Day 11 - A good day.

I decided I would start the days by showering and washing my hair so that my hair would not be the reason for a bad day. Not just a bad hair day, but a bad day overall. I have started to get less bothered by it being straight and flat as long as it is clean. Before my implant I was focused on how I would manage my hair and I thought it was a coping strategy to avoid thinking about other things, and that after the implant my hair would be the least of my worries. As it happens my concerns about my hair being a significant part of my recovery has turned out to be spot on. How my hair look affects the whole day.

There is little else causing problems at the moment. I am pleasantly surprised how little my clothing is bothering me at the site of the wound, other than my bra straps and I am managing well with my little summer tops which have much softer straps. It's not perfect but it is acceptable. At the moment I worry that normal bra straps will be too tight and I may need to adapt for the future. The end of my scar will always be under the strap and thus could be a problem. I have spent a lot of time on the internet and I have found a site in the US which does padded pads that fix to the strap over the wound site and help protect the skin but I haven't been able to find anything in the UK. Maybe that's because long term, it's not actually a problem, I'll find out over the next few weeks.

Reaching across my body is still uncomfortable but the tip my boss gave me of keeping my left elbow tucked into my waist is actually working very well to ensure I don't use the arm too much. I am finding I can do quite a lot with just my right hand and when I do get my left hand involved remembering to keep my elbow in stops me risking over-stretching and dis-placing the leads.After the difficulties getting them in place I really worry about them getting displaced. Once the leads have been in place a few weeks and have taken a good hold I will be able to forget about them. In fact, before the operation it was one of my biggest concerns, if the leads failed at some point after implant how did they change them. Once the heart tissue had grown around the pacing wires making a good contact how did they get them out to replace them if it was necessary. The answer? They don't. They just disconnect them from the pacemaker, put new leads in leaving the old ones in place and connect you up to the new ones. Simple Once I knew that I had few worries about the technology. 30 years ago I worked for a company that imported and sold pacemakers to the medical section in the UK. I knew how they worked. Other than being slightly smaller than the ones we used to sell, and becoming more reliable, there was little change.

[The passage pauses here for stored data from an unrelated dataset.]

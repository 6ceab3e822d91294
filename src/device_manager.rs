// Copyright 2019 Intel Corporation. All Rights Reserved.
// SPDX-License-Identifier: Apache-2.0

//! Port-I/O routing.
//!
//! [IoDispatcher](struct.IoDispatcher.html) maps port-address ranges to
//! handler devices and forwards the emulated CPU's IN/OUT traffic to
//! them. The PCI bus registers itself here for the configuration ports;
//! the dispatcher itself knows nothing about PCI.

use std::cmp::{Ord, Ordering, PartialEq, PartialOrd};
use std::collections::btree_map::BTreeMap;
use std::sync::{Arc, Mutex};

use log::trace;

use crate::{Error, Result};

/// Trait for devices that respond to port I/O.
///
/// The handler is invoked synchronously by the emulated I/O instruction
/// dispatcher with the absolute port number and the access width in
/// bytes (1, 2 or 4). Values wider than the access are truncated by the
/// caller.
pub trait PortIoDevice: Send {
    /// Handle an IN from `port`.
    fn pio_read(&mut self, port: u16, size: usize) -> u32;
    /// Handle an OUT of `value` to `port`.
    fn pio_write(&mut self, port: u16, value: u32, size: usize);
}

/// Port base and length pair describing a routed range.
#[derive(Debug, Copy, Clone, Eq)]
pub struct PortRange(pub u16, pub u16);

impl PortRange {
    fn contains(&self, port: u16) -> bool {
        port >= self.0 && u32::from(port) < u32::from(self.0) + u32::from(self.1)
    }

    fn overlaps(&self, other: &PortRange) -> bool {
        u32::from(self.0) < u32::from(other.0) + u32::from(other.1)
            && u32::from(other.0) < u32::from(self.0) + u32::from(self.1)
    }
}

impl PartialEq for PortRange {
    fn eq(&self, other: &PortRange) -> bool {
        self.0 == other.0
    }
}

impl Ord for PortRange {
    fn cmp(&self, other: &PortRange) -> Ordering {
        self.0.cmp(&other.0)
    }
}

impl PartialOrd for PortRange {
    fn partial_cmp(&self, other: &PortRange) -> Option<Ordering> {
        Some(self.cmp(other))
    }
}

/// Routes port ranges to handler devices.
///
/// Ranges are disjoint; lookups are a bounded tree walk. Unrouted reads
/// return all-ones, unrouted writes are dropped, both matching what the
/// bus of a PC returns for floating ports.
#[derive(Default)]
pub struct IoDispatcher {
    pio_bus: BTreeMap<PortRange, Arc<Mutex<dyn PortIoDevice>>>,
}

impl IoDispatcher {
    /// Create an empty dispatcher.
    pub fn new() -> Self {
        IoDispatcher {
            pio_bus: BTreeMap::new(),
        }
    }

    /// Route `len` ports starting at `base` to `dev`.
    pub fn register_pio(
        &mut self,
        base: u16,
        len: u16,
        dev: Arc<Mutex<dyn PortIoDevice>>,
    ) -> Result<()> {
        let range = PortRange(base, len);
        for existing in self.pio_bus.keys() {
            if existing.overlaps(&range) {
                return Err(Error::Overlap(base, base + len));
            }
        }
        self.pio_bus.insert(range, dev);
        Ok(())
    }

    /// Remove the handler whose range starts at `base`.
    pub fn unregister_pio(&mut self, base: u16) -> Result<()> {
        self.pio_bus
            .remove(&PortRange(base, 0))
            .map(|_| ())
            .ok_or(Error::NotRegistered(base))
    }

    fn resolve(&self, port: u16) -> Option<&Arc<Mutex<dyn PortIoDevice>>> {
        self.pio_bus
            .range(..=PortRange(port, 0))
            .next_back()
            .and_then(|(range, dev)| if range.contains(port) { Some(dev) } else { None })
    }

    /// Dispatch an IN instruction.
    pub fn pio_read(&self, port: u16, size: usize) -> u32 {
        match self.resolve(port) {
            Some(dev) => dev
                .lock()
                .expect("failed to acquire lock")
                .pio_read(port, size),
            None => {
                trace!("pio read from unrouted port {:#x}", port);
                !0
            }
        }
    }

    /// Dispatch an OUT instruction.
    pub fn pio_write(&self, port: u16, value: u32, size: usize) {
        match self.resolve(port) {
            Some(dev) => dev
                .lock()
                .expect("failed to acquire lock")
                .pio_write(port, value, size),
            None => trace!("pio write to unrouted port {:#x}", port),
        }
    }
}

#[cfg(test)]
mod tests {
    use super::*;

    struct Echo {
        last: u32,
    }

    impl PortIoDevice for Echo {
        fn pio_read(&mut self, _port: u16, _size: usize) -> u32 {
            self.last
        }

        fn pio_write(&mut self, _port: u16, value: u32, _size: usize) {
            self.last = value;
        }
    }

    #[test]
    fn route_and_dispatch() {
        let mut io = IoDispatcher::new();
        let dev = Arc::new(Mutex::new(Echo { last: 0 }));
        io.register_pio(0x1f0, 8, dev).unwrap();

        io.pio_write(0x1f3, 0xab, 1);
        assert_eq!(io.pio_read(0x1f0, 1), 0xab);
        // One past the range floats.
        assert_eq!(io.pio_read(0x1f8, 1), !0);
        io.pio_write(0x1f8, 0xcd, 1);
        assert_eq!(io.pio_read(0x1f0, 1), 0xab);
    }

    #[test]
    fn overlap_rejected() {
        let mut io = IoDispatcher::new();
        let a = Arc::new(Mutex::new(Echo { last: 0 }));
        let b = Arc::new(Mutex::new(Echo { last: 0 }));
        io.register_pio(0xcf8, 8, a).unwrap();
        assert!(matches!(
            io.register_pio(0xcfc, 4, b),
            Err(Error::Overlap(..))
        ));
    }

    #[test]
    fn unregister_restores_floating_port() {
        let mut io = IoDispatcher::new();
        let dev = Arc::new(Mutex::new(Echo { last: 0x42 }));
        io.register_pio(0x60, 1, dev).unwrap();
        assert_eq!(io.pio_read(0x60, 1), 0x42);

        io.unregister_pio(0x60).unwrap();
        assert_eq!(io.pio_read(0x60, 1), !0);
        assert!(matches!(io.unregister_pio(0x60), Err(Error::NotRegistered(_))));
    }
}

I had a relaxing day and finally felt my pacemaker. I'm surprised how big it feels considering how small it is. It's a bit like when you have a broken tooth and it feels massive but in actual fact is tiny. It's very close to my collar bone and only just under the skin, I thought it would be deeper. I can see the lump in the skin when a look at my profile but I'm fairly sure that other people will not notice it unless they are looking for it. The scar will be the main give-away, and once it's healed fully I'm going to start using bio-oil to try and reduce the scarring.